Check every line of the data below for the word "FederationBuilder" and say how many have it, without further comment.

BEGIN Input for this task

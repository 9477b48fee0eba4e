use calico_syncer_core::{
    k8s::{
        self, kinds,
        projectcalico::{cidr_to_name, IpamBlockSpec},
    },
    AllocationBlock, Error, IpNet, KVPair, Key, Resource, Value,
};
use kube::api::{ApiResource, DynamicObject};

/// The pseudo-kind under which IPAM blocks are served in the v1 model.
pub(crate) const BLOCK: &str = "Block";

pub(crate) struct Kind {
    pub api: ApiResource,
    pub namespaced: bool,
}

/// Where a key is stored: its kind, namespace and object name.
pub(crate) struct Location<'k> {
    pub kind: &'k str,
    pub namespace: Option<&'k str>,
    pub name: String,
}

pub(crate) fn lookup(kind: &str) -> Result<Kind, Error> {
    let (api, namespaced) = match kind {
        kinds::REMOTE_CLUSTER_CONFIGURATION => (erase::<k8s::RemoteClusterConfiguration>(), false),
        kinds::HOST_ENDPOINT => (erase::<k8s::HostEndpoint>(), false),
        kinds::WORKLOAD_ENDPOINT => (erase::<k8s::WorkloadEndpoint>(), true),
        kinds::PROFILE => (erase::<k8s::Profile>(), false),
        kinds::NODE => (erase::<k8s::Node>(), false),
        kinds::IP_POOL => (erase::<k8s::IpPool>(), false),
        kinds::IPAM_BLOCK | BLOCK => (erase::<k8s::IpamBlock>(), false),
        kinds::SERVICE => (erase::<k8s::Service>(), true),
        kinds::ENDPOINTS => (erase::<k8s::Endpoints>(), true),
        kind => {
            return Err(Error::OperationNotSupported(format!(
                "unknown resource kind {kind}"
            )))
        }
    };
    Ok(Kind { api, namespaced })
}

fn erase<K: kube::Resource<DynamicType = ()>>() -> ApiResource {
    ApiResource::erase::<K>(&())
}

pub(crate) fn locate(key: &Key) -> Result<Location<'_>, Error> {
    match key {
        Key::Resource(resource) => Ok(Location {
            kind: &resource.kind,
            namespace: resource.namespace.as_deref(),
            name: resource.name.clone(),
        }),
        Key::Block { cidr } => Ok(Location {
            kind: BLOCK,
            namespace: None,
            name: cidr_to_name(&cidr.to_string()),
        }),
        key => Err(Error::OperationNotSupported(format!(
            "{} keys are not stored in Kubernetes",
            key.kind()
        ))),
    }
}

/// Decodes an object of `kind` into the pair it is synced as.
pub(crate) fn decode(kind: &str, obj: DynamicObject) -> Result<KVPair, Error> {
    if kind == BLOCK {
        let block = obj.try_parse::<k8s::IpamBlock>().map_err(|error| {
            Error::Datastore(format!("invalid {}: {error}", kinds::IPAM_BLOCK))
        })?;
        return block_kv(block);
    }
    parse(kind, obj).map(KVPair::from_resource)
}

fn parse(kind: &str, obj: DynamicObject) -> Result<Resource, Error> {
    let parsed = match kind {
        kinds::REMOTE_CLUSTER_CONFIGURATION => obj
            .try_parse::<k8s::RemoteClusterConfiguration>()
            .map(Resource::from),
        kinds::HOST_ENDPOINT => obj.try_parse::<k8s::HostEndpoint>().map(Resource::from),
        kinds::WORKLOAD_ENDPOINT => obj.try_parse::<k8s::WorkloadEndpoint>().map(Resource::from),
        kinds::PROFILE => obj.try_parse::<k8s::Profile>().map(Resource::from),
        kinds::NODE => obj.try_parse::<k8s::Node>().map(Resource::from),
        kinds::IP_POOL => obj.try_parse::<k8s::IpPool>().map(Resource::from),
        kinds::IPAM_BLOCK => obj.try_parse::<k8s::IpamBlock>().map(Resource::from),
        kinds::SERVICE => obj.try_parse::<k8s::Service>().map(Resource::from),
        kinds::ENDPOINTS => obj.try_parse::<k8s::Endpoints>().map(Resource::from),
        kind => {
            return Err(Error::OperationNotSupported(format!(
                "unknown resource kind {kind}"
            )))
        }
    };
    parsed.map_err(|error| Error::Datastore(format!("invalid {kind}: {error}")))
}

/// Encodes the value stored at `key` as an object.
pub(crate) fn encode(key: &Key, value: &Value) -> Result<DynamicObject, Error> {
    let json = match (key, value) {
        (Key::Resource(_), Value::Resource(resource)) => to_json(resource)?,
        (Key::Block { .. }, Value::Block(block)) => {
            serde_json::to_value(block_resource(block.clone()))
                .map_err(|error| Error::Datastore(error.to_string()))?
        }
        (key, _) => {
            return Err(Error::InvalidConfig(format!(
                "unexpected value for {key}"
            )))
        }
    };
    serde_json::from_value(json).map_err(|error| Error::Datastore(error.to_string()))
}

fn to_json(resource: &Resource) -> Result<serde_json::Value, Error> {
    let json = match resource {
        Resource::RemoteClusterConfiguration(r) => serde_json::to_value(r),
        Resource::HostEndpoint(r) => serde_json::to_value(r),
        Resource::WorkloadEndpoint(r) => serde_json::to_value(r),
        Resource::Profile(r) => serde_json::to_value(r),
        Resource::Node(r) => serde_json::to_value(r),
        Resource::IpPool(r) => serde_json::to_value(r),
        Resource::IpamBlock(r) => serde_json::to_value(r),
        Resource::Service(r) => serde_json::to_value(r),
        Resource::Endpoints(r) => serde_json::to_value(r),
    };
    json.map_err(|error| Error::Datastore(error.to_string()))
}

/// Converts a v3 `IPAMBlock` into a v1 allocation block.
pub(crate) fn block_kv(block: k8s::IpamBlock) -> Result<KVPair, Error> {
    let revision = block.metadata.resource_version.unwrap_or_default();
    let IpamBlockSpec {
        cidr,
        affinity,
        allocations,
        unallocated,
        attributes,
        deleted,
    } = block.spec;
    let cidr = cidr
        .parse::<IpNet>()
        .map_err(|_| Error::Datastore(format!("invalid block CIDR: {cidr}")))?;

    let block = AllocationBlock {
        cidr,
        affinity,
        allocations,
        unallocated,
        attributes,
        deleted,
    };
    Ok(KVPair::new(Key::Block { cidr }, Value::Block(block)).with_revision(revision))
}

pub(crate) fn block_resource(block: AllocationBlock) -> k8s::IpamBlock {
    let cidr = block.cidr.to_string();
    k8s::IpamBlock::new(
        &cidr_to_name(&cidr),
        IpamBlockSpec {
            cidr,
            affinity: block.affinity,
            allocations: block.allocations,
            unallocated: block.unallocated,
            attributes: block.attributes,
            deleted: block.deleted,
        },
    )
}
#[test]
fn remote_wireguard_data_is_dropped() {
    let mut processor = processors::node();
    let kvs = processor
        .process(&KVPair::from_resource(node("node-1")))
        .unwrap();
    let updates = convert(
        kvs.into_iter()
            .map(|kv| Update::new(kv, UpdateType::New))
            .collect(),
    );

    let keys = updates.iter().map(|u| u.key().clone()).collect::<Vec<_>>();
    assert_eq!(
        keys,
        vec![
            Key::HostIp {
                hostname: "remote-cluster/node-1".to_string()
            },
            Key::HostConfig {
                hostname: "remote-cluster/node-1".to_string(),
                name: "NodeIP".to_string(),
            },
            ResourceKey::new("Node", "remote-cluster/node-1").into(),
            Key::HostConfig {
                hostname: "remote-cluster/node-1".to_string(),
                name: "IPv4VXLANTunnelAddr".to_string(),
            },
        ]
    );
    let Some(Value::Resource(Resource::Node(node))) = updates[2].value() else {
        panic!("expected a node: {:?}", updates[2]);
    };
    assert_eq!(node.spec.wireguard, None);
    assert_eq!(node.status, Some(NodeStatus::default()));

    let updates = convert(vec![deleted(Key::Wireguard {
        node_name: "node-1".to_string(),
    })]);
    assert_eq!(updates, vec![]);
}
#![deny(warnings, rust_2018_idioms)]
#![forbid(unsafe_code)]

//! The syncer that feeds Felix, and the federated-services syncer.
//!
//! Both watch `RemoteClusterConfiguration` resources locally and federate the
//! data of each configured remote cluster into their output.

pub mod processors;
mod remote;
pub mod services;

pub use self::remote::FelixRemoteClusterProcessor;
use calico_syncer_core::{
    apiconfig::{EtcdConfig, KubeConfig},
    k8s::{kinds, RemoteClusterConfiguration},
    CalicoApiConfig, Client, DatastoreType, Error, ListOptions, SyncerCallbacks,
};
use calico_syncer_remote::FederationBuilder;
use calico_syncer_watch::{ResourceType, WatcherSyncer};
use std::sync::Arc;

/// Names the client that serves Calico resources.
pub const CALICO_CLIENT_ID: &str = "calico";

/// Names the client that serves Kubernetes Services and Endpoints.
pub const K8S_CLIENT_ID: &str = "k8s";

/// Builds the Felix syncer over the local Calico datastore.
///
/// When a Kubernetes client is given, Services are synced from it as well.
/// Remote clusters are federated through `federation`.
pub fn new(
    calico: Arc<dyn Client>,
    services: Option<Arc<dyn Client>>,
    callbacks: Arc<dyn SyncerCallbacks>,
    federation: FederationBuilder,
) -> Result<WatcherSyncer, Error> {
    let mut resource_types = vec![
        ResourceType::new(ListOptions::resource(kinds::REMOTE_CLUSTER_CONFIGURATION)),
        ResourceType::new(ListOptions::resource(kinds::HOST_ENDPOINT))
            .with_processor(processors::host_endpoint()),
        ResourceType::new(ListOptions::resource(kinds::WORKLOAD_ENDPOINT))
            .with_processor(processors::workload_endpoint()),
        ResourceType::new(ListOptions::resource(kinds::PROFILE))
            .with_processor(processors::profile()),
        ResourceType::new(ListOptions::resource(kinds::NODE)).with_processor(processors::node()),
        ResourceType::new(ListOptions::resource(kinds::IP_POOL)),
    ]
    .into_iter()
    .map(|rt| rt.with_client(CALICO_CLIENT_ID))
    .collect::<Vec<_>>();

    let mut clients = vec![(CALICO_CLIENT_ID.to_string(), calico)];
    if let Some(services) = services {
        clients.push((K8S_CLIENT_ID.to_string(), services));
        resource_types.push(
            ResourceType::new(ListOptions::resource(kinds::SERVICE)).with_client(K8S_CLIENT_ID),
        );
    }

    let callbacks = federation.build(callbacks, FelixRemoteClusterProcessor);
    WatcherSyncer::new_multi_client(clients, resource_types, Arc::new(callbacks))
}

/// Derives the datastore configuration described inline by `rcc`, or `None`
/// if its datastore type is not supported.
///
/// Only the fields that apply to the datastore type are carried over.
pub fn calico_api_config(rcc: &RemoteClusterConfiguration) -> Option<CalicoApiConfig> {
    let datastore_type = rcc.spec.datastore_type.parse::<DatastoreType>().ok()?;
    let config = match datastore_type {
        DatastoreType::EtcdV3 => CalicoApiConfig {
            datastore_type,
            etcd: rcc.spec.etcd.clone(),
            kube: KubeConfig::default(),
        },
        DatastoreType::Kubernetes => CalicoApiConfig {
            datastore_type,
            etcd: EtcdConfig::default(),
            kube: rcc.spec.kube.clone(),
        },
    };
    Some(config)
}

#[cfg(test)]
mod tests;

END Input for this task

Result of this task: 2